# Directions for this task:
After reading the lines below, count those that contain "Column" and give the count alone.

START Material to process

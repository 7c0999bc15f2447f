use sea_orm_migration::{prelude::*, schema::*};

#[derive(DeriveMigrationName)]
pub struct Migration;

#[async_trait::async_trait]
impl MigrationTrait for Migration {
    async fn up(&self, manager: &SchemaManager) -> Result<(), DbErr> {
        manager
            .create_table(
                Table::create()
                    .table(SmsVerification::Table)
                    .if_not_exists()
                    .col(pk_auto(SmsVerification::Id))
                    .col(string_len(SmsVerification::PhoneNumber, 16))
                    .col(string_len(SmsVerification::Code, 8))
                    .col(timestamp_with_time_zone(SmsVerification::ExpiresAt))
                    .col(boolean(SmsVerification::IsUsed).default(false))
                    .col(integer(SmsVerification::Attempts).default(0))
                    .col(
                        timestamp_with_time_zone(SmsVerification::CreatedAt)
                            .default(Expr::current_timestamp()),
                    )
                    .to_owned(),
            )
            .await?;

        manager
            .create_index(
                Index::create()
                    .name("idx_sms_verification_phone_number")
                    .table(SmsVerification::Table)
                    .col(SmsVerification::PhoneNumber)
                    .to_owned(),
            )
            .await
    }

    async fn down(&self, manager: &SchemaManager) -> Result<(), DbErr> {
        manager
            .drop_table(Table::drop().table(SmsVerification::Table).to_owned())
            .await
    }
}

#[derive(DeriveIden)]
pub enum SmsVerification {
    Table,
    Id,
    PhoneNumber,
    Code,
    ExpiresAt,
    IsUsed,
    Attempts,
    CreatedAt,
}
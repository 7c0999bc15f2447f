use sea_orm::entity::prelude::*;

use crate::sea_orm_active_enums::RatingType;

#[derive(Clone, Debug, PartialEq, Eq, DeriveEntityModel)]
#[sea_orm(table_name = "rating")]
pub struct Model {
    #[sea_orm(primary_key)]
    pub id: i32,
    pub trip_id: i32,
    pub booking_id: Option<i32>,
    pub rater_id: i32,
    pub rated_user_id: i32,
    pub rating_type: RatingType,
    pub score: i32,
    pub review: Option<String>,
    pub punctuality: Option<i32>,
    pub cleanliness: Option<i32>,
    pub communication: Option<i32>,
    pub driving_quality: Option<i32>,
    pub created_at: DateTimeUtc,
}

#[derive(Copy, Clone, Debug, EnumIter, DeriveRelation)]
pub enum Relation {
    #[sea_orm(
        belongs_to = "super::trip::Entity",
        from = "Column::TripId",
        to = "super::trip::Column::Id",
        on_update = "Cascade",
        on_delete = "Cascade"
    )]
    Trip,
    #[sea_orm(
        belongs_to = "super::user::Entity",
        from = "Column::RaterId",
        to = "super::user::Column::Id",
        on_update = "Cascade",
        on_delete = "Cascade"
    )]
    Rater,
    #[sea_orm(
        belongs_to = "super::user::Entity",
        from = "Column::RatedUserId",
        to = "super::user::Column::Id",
        on_update = "Cascade",
        on_delete = "Cascade"
    )]
    RatedUser,
}

impl Related<super::trip::Entity> for Entity {
    fn to() -> RelationDef {
        Relation::Trip.def()
    }
}

impl ActiveModelBehavior for ActiveModel {}
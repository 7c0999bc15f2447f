//! Emergency contact and alert domain models.

use chrono::{DateTime, Utc};
use entity::sea_orm_active_enums::EmergencyType;
use rust_decimal::Decimal;

use crate::model::emergency::{
    CreateEmergencyAlertDto, CreateEmergencyContactDto, EmergencyAlertDto, EmergencyContactDto,
    QuickSosDto, UpdateEmergencyContactDto,
};

/// Most emergency contacts a user may register.
pub const MAX_EMERGENCY_CONTACTS: u64 = 5;

#[derive(Debug, Clone, PartialEq)]
pub struct EmergencyContact {
    pub id: i32,
    pub user_id: i32,
    pub name: String,
    pub phone_number: String,
    pub relationship: String,
    pub is_primary: bool,
    pub created_at: DateTime<Utc>,
}

impl EmergencyContact {
    pub fn from_entity(entity: entity::emergency_contact::Model) -> Self {
        Self {
            id: entity.id,
            user_id: entity.user_id,
            name: entity.name,
            phone_number: entity.phone_number,
            relationship: entity.relationship,
            is_primary: entity.is_primary,
            created_at: entity.created_at,
        }
    }

    pub fn into_dto(self) -> EmergencyContactDto {
        EmergencyContactDto {
            id: self.id,
            name: self.name,
            phone_number: self.phone_number,
            relationship: self.relationship,
            is_primary: self.is_primary,
            created_at: self.created_at,
        }
    }
}

#[derive(Debug, Clone)]
pub struct CreateEmergencyContactParams {
    pub user_id: i32,
    pub name: String,
    pub phone_number: String,
    pub relationship: String,
}

impl CreateEmergencyContactParams {
    pub fn from_dto(user_id: i32, dto: CreateEmergencyContactDto) -> Self {
        Self {
            user_id,
            name: dto.name.trim().to_string(),
            phone_number: dto.phone_number,
            relationship: dto.relationship.trim().to_string(),
        }
    }
}

#[derive(Debug, Clone, Default)]
pub struct UpdateEmergencyContactParams {
    pub name: Option<String>,
    pub phone_number: Option<String>,
    pub relationship: Option<String>,
}

impl UpdateEmergencyContactParams {
    pub fn from_dto(dto: UpdateEmergencyContactDto) -> Self {
        Self {
            name: dto.name.map(|name| name.trim().to_string()),
            phone_number: dto.phone_number,
            relationship: dto.relationship.map(|value| value.trim().to_string()),
        }
    }
}

#[derive(Debug, Clone, PartialEq)]
pub struct EmergencyAlert {
    pub id: i32,
    pub user_id: i32,
    pub trip_id: Option<i32>,
    pub emergency_type: EmergencyType,
    pub description: Option<String>,
    pub location_lat: Option<Decimal>,
    pub location_lng: Option<Decimal>,
    pub location_address: Option<String>,
    pub is_resolved: bool,
    pub resolved_at: Option<DateTime<Utc>>,
    pub resolved_by: Option<i32>,
    pub resolution_note: Option<String>,
    /// Emergency contacts an SMS was enqueued for
    pub contacts_notified: i32,
    pub created_at: DateTime<Utc>,
}

impl EmergencyAlert {
    pub fn from_entity(entity: entity::emergency_alert::Model) -> Self {
        Self {
            id: entity.id,
            user_id: entity.user_id,
            trip_id: entity.trip_id,
            emergency_type: entity.emergency_type,
            description: entity.description,
            location_lat: entity.location_lat,
            location_lng: entity.location_lng,
            location_address: entity.location_address,
            is_resolved: entity.is_resolved,
            resolved_at: entity.resolved_at,
            resolved_by: entity.resolved_by,
            resolution_note: entity.resolution_note,
            contacts_notified: entity.contacts_notified,
            created_at: entity.created_at,
        }
    }

    pub fn into_dto(self) -> EmergencyAlertDto {
        EmergencyAlertDto {
            id: self.id,
            user_id: self.user_id,
            trip_id: self.trip_id,
            emergency_type: self.emergency_type,
            description: self.description,
            location_lat: self.location_lat,
            location_lng: self.location_lng,
            location_address: self.location_address,
            is_resolved: self.is_resolved,
            resolved_at: self.resolved_at,
            resolved_by: self.resolved_by,
            resolution_note: self.resolution_note,
            contacts_notified: self.contacts_notified,
            created_at: self.created_at,
        }
    }

    /// Human readable location for SMS texts, coordinates when no address was given.
    pub fn location_text(&self) -> Option<String> {
        if let Some(address) = &self.location_address {
            return Some(address.clone());
        }
        match (self.location_lat, self.location_lng) {
            (Some(lat), Some(lng)) => Some(format!("https://maps.google.com/?q={lat},{lng}")),
            _ => None,
        }
    }
}

#[derive(Debug, Clone)]
pub struct CreateEmergencyAlertParams {
    pub user_id: i32,
    pub trip_id: Option<i32>,
    pub emergency_type: EmergencyType,
    pub description: Option<String>,
    pub location_lat: Option<Decimal>,
    pub location_lng: Option<Decimal>,
    pub location_address: Option<String>,
}

impl CreateEmergencyAlertParams {
    pub fn from_dto(user_id: i32, dto: CreateEmergencyAlertDto) -> Self {
        Self {
            user_id,
            trip_id: dto.trip_id,
            emergency_type: dto.emergency_type,
            description: dto.description,
            location_lat: dto.location_lat,
            location_lng: dto.location_lng,
            location_address: dto.location_address,
        }
    }

    pub fn quick_sos(user_id: i32, dto: QuickSosDto) -> Self {
        Self {
            user_id,
            trip_id: dto.trip_id,
            emergency_type: EmergencyType::Sos,
            description: Some("Quick SOS triggered".to_string()),
            location_lat: dto.location_lat,
            location_lng: dto.location_lng,
            location_address: dto.location_address,
        }
    }
}
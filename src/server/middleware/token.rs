use axum::{extract::FromRequestParts, http::header::AUTHORIZATION, http::request::Parts};

use crate::server::error::{auth::AuthError, AppError};

/// Raw JWT taken from an `Authorization: Bearer <token>` header.
///
/// Extraction only checks the header shape; signature and expiry are verified by
/// `AuthGuard`.
#[derive(Debug, Clone)]
pub struct BearerToken(pub String);

impl<S> FromRequestParts<S> for BearerToken
where
    S: Send + Sync,
{
    type Rejection = AppError;

    async fn from_request_parts(parts: &mut Parts, _state: &S) -> Result<Self, Self::Rejection> {
        let header = parts
            .headers
            .get(AUTHORIZATION)
            .and_then(|value| value.to_str().ok())
            .ok_or(AuthError::MissingToken)?;

        parse_bearer(header)
            .map(|token| BearerToken(token.to_string()))
            .ok_or_else(|| AuthError::MissingToken.into())
    }
}

/// Splits the scheme off an authorization header value, case-insensitively.
fn parse_bearer(header: &str) -> Option<&str> {
    let (scheme, token) = header.trim().split_once(' ')?;
    let token = token.trim();

    (scheme.eq_ignore_ascii_case("bearer") && !token.is_empty()).then_some(token)
}

#[cfg(test)]
mod tests {
    use super::parse_bearer;

    #[test]
    fn accepts_bearer_scheme_in_any_case() {
        assert_eq!(parse_bearer("Bearer abc.def"), Some("abc.def"));
        assert_eq!(parse_bearer("bearer abc.def"), Some("abc.def"));
    }

    #[test]
    fn rejects_other_schemes_and_empty_tokens() {
        assert_eq!(parse_bearer("Basic dXNlcjpwYXNz"), None);
        assert_eq!(parse_bearer("Bearer "), None);
        assert_eq!(parse_bearer("abc.def"), None);
    }
}
use sea_orm_migration::{prelude::*, schema::*};

use super::{m20260105_000001_create_user_table::User, m20260105_000004_create_trip_table::Trip};

#[derive(DeriveMigrationName)]
pub struct Migration;

#[async_trait::async_trait]
impl MigrationTrait for Migration {
    async fn up(&self, manager: &SchemaManager) -> Result<(), DbErr> {
        manager
            .create_table(
                Table::create()
                    .table(Rating::Table)
                    .if_not_exists()
                    .col(pk_auto(Rating::Id))
                    .col(integer(Rating::TripId))
                    .col(integer_null(Rating::BookingId))
                    .col(integer(Rating::RaterId))
                    .col(integer(Rating::RatedUserId))
                    .col(string_len(Rating::RatingType, 32))
                    .col(integer(Rating::Score))
                    .col(text_null(Rating::Review))
                    .col(integer_null(Rating::Punctuality))
                    .col(integer_null(Rating::Cleanliness))
                    .col(integer_null(Rating::Communication))
                    .col(integer_null(Rating::DrivingQuality))
                    .col(
                        timestamp_with_time_zone(Rating::CreatedAt)
                            .default(Expr::current_timestamp()),
                    )
                    .foreign_key(
                        ForeignKey::create()
                            .name("fk_rating_trip_id")
                            .from(Rating::Table, Rating::TripId)
                            .to(Trip::Table, Trip::Id)
                            .on_delete(ForeignKeyAction::Cascade)
                            .on_update(ForeignKeyAction::Cascade),
                    )
                    .foreign_key(
                        ForeignKey::create()
                            .name("fk_rating_rater_id")
                            .from(Rating::Table, Rating::RaterId)
                            .to(User::Table, User::Id)
                            .on_delete(ForeignKeyAction::Cascade)
                            .on_update(ForeignKeyAction::Cascade),
                    )
                    .foreign_key(
                        ForeignKey::create()
                            .name("fk_rating_rated_user_id")
                            .from(Rating::Table, Rating::RatedUserId)
                            .to(User::Table, User::Id)
                            .on_delete(ForeignKeyAction::Cascade)
                            .on_update(ForeignKeyAction::Cascade),
                    )
                    .to_owned(),
            )
            .await?;

        manager
            .create_index(
                Index::create()
                    .name("idx_rating_trip_rater_rated_user")
                    .table(Rating::Table)
                    .col(Rating::TripId)
                    .col(Rating::RaterId)
                    .col(Rating::RatedUserId)
                    .unique()
                    .to_owned(),
            )
            .await
    }

    async fn down(&self, manager: &SchemaManager) -> Result<(), DbErr> {
        manager
            .drop_table(Table::drop().table(Rating::Table).to_owned())
            .await
    }
}

#[derive(DeriveIden)]
pub enum Rating {
    Table,
    Id,
    TripId,
    BookingId,
    RaterId,
    RatedUserId,
    RatingType,
    Score,
    Review,
    Punctuality,
    Cleanliness,
    Communication,
    DrivingQuality,
    CreatedAt,
}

END Material to process

# Result of this task:
6